Should a line in the entries below contain "home", return that line.

(Saved data entries)
►

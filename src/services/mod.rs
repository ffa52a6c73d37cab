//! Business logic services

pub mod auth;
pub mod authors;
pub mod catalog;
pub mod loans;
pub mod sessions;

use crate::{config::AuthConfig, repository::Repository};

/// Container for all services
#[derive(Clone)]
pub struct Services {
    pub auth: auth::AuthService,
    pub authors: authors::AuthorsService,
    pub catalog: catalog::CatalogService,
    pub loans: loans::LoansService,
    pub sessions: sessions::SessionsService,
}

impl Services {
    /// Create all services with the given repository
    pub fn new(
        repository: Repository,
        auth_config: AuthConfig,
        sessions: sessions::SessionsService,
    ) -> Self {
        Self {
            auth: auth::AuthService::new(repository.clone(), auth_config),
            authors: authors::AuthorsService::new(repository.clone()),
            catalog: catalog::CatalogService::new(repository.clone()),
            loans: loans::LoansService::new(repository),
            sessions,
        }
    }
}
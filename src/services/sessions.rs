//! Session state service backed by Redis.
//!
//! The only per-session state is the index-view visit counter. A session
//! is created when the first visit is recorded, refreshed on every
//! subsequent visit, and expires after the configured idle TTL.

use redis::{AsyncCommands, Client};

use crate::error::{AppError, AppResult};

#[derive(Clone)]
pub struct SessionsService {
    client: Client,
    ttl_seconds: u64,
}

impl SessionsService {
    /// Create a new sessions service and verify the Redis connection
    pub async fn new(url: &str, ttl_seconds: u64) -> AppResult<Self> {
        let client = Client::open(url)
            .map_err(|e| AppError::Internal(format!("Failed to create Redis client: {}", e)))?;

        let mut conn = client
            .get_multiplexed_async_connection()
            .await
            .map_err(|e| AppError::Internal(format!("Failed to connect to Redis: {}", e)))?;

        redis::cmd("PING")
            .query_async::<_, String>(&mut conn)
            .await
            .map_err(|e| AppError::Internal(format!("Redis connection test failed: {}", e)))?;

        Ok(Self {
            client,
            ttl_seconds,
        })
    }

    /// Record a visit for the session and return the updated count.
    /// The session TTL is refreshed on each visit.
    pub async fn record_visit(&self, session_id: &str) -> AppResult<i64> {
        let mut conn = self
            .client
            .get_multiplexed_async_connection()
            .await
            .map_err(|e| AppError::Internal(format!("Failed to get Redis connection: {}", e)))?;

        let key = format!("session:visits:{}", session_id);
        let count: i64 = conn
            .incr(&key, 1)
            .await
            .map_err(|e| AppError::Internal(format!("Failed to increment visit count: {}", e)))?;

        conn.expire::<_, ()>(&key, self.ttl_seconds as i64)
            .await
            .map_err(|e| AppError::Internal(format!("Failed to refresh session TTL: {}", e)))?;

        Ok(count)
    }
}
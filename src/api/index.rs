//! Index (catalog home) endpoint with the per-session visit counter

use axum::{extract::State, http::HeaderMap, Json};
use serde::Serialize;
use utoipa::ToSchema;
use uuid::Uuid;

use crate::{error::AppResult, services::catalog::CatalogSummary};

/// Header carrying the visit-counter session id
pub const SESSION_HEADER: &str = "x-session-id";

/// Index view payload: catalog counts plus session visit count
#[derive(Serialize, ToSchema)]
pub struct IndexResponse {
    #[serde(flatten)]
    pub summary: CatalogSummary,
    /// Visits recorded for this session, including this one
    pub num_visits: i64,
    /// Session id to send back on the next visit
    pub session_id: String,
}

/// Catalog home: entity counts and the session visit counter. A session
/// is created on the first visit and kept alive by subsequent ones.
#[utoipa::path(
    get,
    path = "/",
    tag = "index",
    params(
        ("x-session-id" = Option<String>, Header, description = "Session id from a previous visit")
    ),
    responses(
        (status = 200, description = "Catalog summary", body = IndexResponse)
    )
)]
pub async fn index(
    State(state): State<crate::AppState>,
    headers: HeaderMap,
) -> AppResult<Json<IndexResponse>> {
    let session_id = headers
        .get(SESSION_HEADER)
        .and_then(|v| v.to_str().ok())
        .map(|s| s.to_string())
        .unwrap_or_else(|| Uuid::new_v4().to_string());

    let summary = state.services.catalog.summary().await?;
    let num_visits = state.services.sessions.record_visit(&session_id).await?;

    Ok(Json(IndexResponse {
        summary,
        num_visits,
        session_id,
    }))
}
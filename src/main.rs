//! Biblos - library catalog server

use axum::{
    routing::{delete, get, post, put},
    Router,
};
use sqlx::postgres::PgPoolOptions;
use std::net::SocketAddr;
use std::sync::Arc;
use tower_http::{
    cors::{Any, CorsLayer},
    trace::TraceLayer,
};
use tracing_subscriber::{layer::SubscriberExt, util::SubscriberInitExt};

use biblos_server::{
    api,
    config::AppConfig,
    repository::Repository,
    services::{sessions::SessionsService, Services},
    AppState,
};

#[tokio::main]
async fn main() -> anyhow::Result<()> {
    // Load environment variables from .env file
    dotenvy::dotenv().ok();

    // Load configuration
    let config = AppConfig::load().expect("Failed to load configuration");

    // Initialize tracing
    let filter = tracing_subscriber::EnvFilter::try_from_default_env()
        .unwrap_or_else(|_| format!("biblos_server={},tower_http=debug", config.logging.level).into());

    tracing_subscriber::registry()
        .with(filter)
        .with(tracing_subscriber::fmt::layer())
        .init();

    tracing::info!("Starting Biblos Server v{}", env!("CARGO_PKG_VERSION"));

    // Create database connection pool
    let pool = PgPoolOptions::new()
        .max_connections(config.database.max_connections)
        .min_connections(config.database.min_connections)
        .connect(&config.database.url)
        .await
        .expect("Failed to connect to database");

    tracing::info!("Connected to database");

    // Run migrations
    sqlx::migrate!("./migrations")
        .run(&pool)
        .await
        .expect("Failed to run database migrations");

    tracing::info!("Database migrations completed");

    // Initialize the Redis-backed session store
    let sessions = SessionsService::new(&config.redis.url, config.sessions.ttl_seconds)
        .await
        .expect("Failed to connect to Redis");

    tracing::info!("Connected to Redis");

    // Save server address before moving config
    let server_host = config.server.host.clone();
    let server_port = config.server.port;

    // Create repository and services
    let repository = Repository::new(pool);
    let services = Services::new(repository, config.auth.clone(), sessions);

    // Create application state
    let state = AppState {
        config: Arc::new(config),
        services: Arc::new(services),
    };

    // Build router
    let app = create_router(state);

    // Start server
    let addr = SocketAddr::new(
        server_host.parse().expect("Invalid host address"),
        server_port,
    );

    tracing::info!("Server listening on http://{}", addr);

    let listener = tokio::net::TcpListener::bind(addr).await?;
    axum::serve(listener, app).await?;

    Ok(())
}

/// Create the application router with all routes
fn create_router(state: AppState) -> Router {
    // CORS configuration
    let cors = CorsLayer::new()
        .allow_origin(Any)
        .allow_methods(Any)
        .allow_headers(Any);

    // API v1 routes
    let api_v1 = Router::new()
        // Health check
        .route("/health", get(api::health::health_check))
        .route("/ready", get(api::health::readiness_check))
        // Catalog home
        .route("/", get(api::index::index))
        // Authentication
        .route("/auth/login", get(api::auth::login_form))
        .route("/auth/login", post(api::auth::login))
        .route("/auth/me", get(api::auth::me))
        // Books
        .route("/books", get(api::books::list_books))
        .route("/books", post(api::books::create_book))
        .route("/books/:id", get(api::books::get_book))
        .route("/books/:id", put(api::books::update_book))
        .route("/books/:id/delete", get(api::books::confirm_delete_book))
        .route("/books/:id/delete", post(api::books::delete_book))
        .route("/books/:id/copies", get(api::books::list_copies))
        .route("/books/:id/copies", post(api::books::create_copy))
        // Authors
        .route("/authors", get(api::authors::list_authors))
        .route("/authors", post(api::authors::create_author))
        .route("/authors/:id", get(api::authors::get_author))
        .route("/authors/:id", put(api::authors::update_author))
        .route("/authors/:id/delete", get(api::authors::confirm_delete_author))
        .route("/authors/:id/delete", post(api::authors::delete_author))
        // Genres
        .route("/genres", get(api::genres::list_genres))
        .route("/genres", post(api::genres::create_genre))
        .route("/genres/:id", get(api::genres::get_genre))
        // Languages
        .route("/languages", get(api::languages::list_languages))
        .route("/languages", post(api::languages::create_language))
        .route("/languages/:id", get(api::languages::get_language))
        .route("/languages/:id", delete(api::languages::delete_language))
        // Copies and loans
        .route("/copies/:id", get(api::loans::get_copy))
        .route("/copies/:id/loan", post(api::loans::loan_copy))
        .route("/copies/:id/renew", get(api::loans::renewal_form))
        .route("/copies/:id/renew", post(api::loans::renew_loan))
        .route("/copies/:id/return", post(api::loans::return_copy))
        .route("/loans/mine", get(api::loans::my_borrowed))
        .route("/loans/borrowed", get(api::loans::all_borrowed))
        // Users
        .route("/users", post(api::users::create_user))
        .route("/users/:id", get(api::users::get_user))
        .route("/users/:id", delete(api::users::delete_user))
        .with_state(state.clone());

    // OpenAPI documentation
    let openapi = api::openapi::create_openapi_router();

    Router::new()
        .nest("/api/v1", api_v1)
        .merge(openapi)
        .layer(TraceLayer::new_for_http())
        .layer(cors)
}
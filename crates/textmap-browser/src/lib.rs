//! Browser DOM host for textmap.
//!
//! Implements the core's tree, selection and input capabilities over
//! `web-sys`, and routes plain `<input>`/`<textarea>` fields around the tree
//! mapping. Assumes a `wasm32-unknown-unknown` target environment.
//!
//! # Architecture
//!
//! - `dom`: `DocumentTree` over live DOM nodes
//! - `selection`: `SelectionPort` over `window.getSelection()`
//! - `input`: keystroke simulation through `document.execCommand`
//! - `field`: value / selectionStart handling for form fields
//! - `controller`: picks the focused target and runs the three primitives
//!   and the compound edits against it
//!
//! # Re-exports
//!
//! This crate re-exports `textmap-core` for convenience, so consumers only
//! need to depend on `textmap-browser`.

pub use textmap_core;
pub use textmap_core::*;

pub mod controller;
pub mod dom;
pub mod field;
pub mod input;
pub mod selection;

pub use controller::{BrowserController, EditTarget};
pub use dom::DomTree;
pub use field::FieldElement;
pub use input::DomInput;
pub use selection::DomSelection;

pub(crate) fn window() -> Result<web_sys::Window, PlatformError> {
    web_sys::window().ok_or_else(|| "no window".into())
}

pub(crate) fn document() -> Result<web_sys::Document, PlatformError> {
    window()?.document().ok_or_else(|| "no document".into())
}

◄

■ TASK SOLUTION ■
//! Index (catalog home) endpoint with the per-session visit counter
/// Catalog home: entity counts and the session visit counter. A session
        // Catalog home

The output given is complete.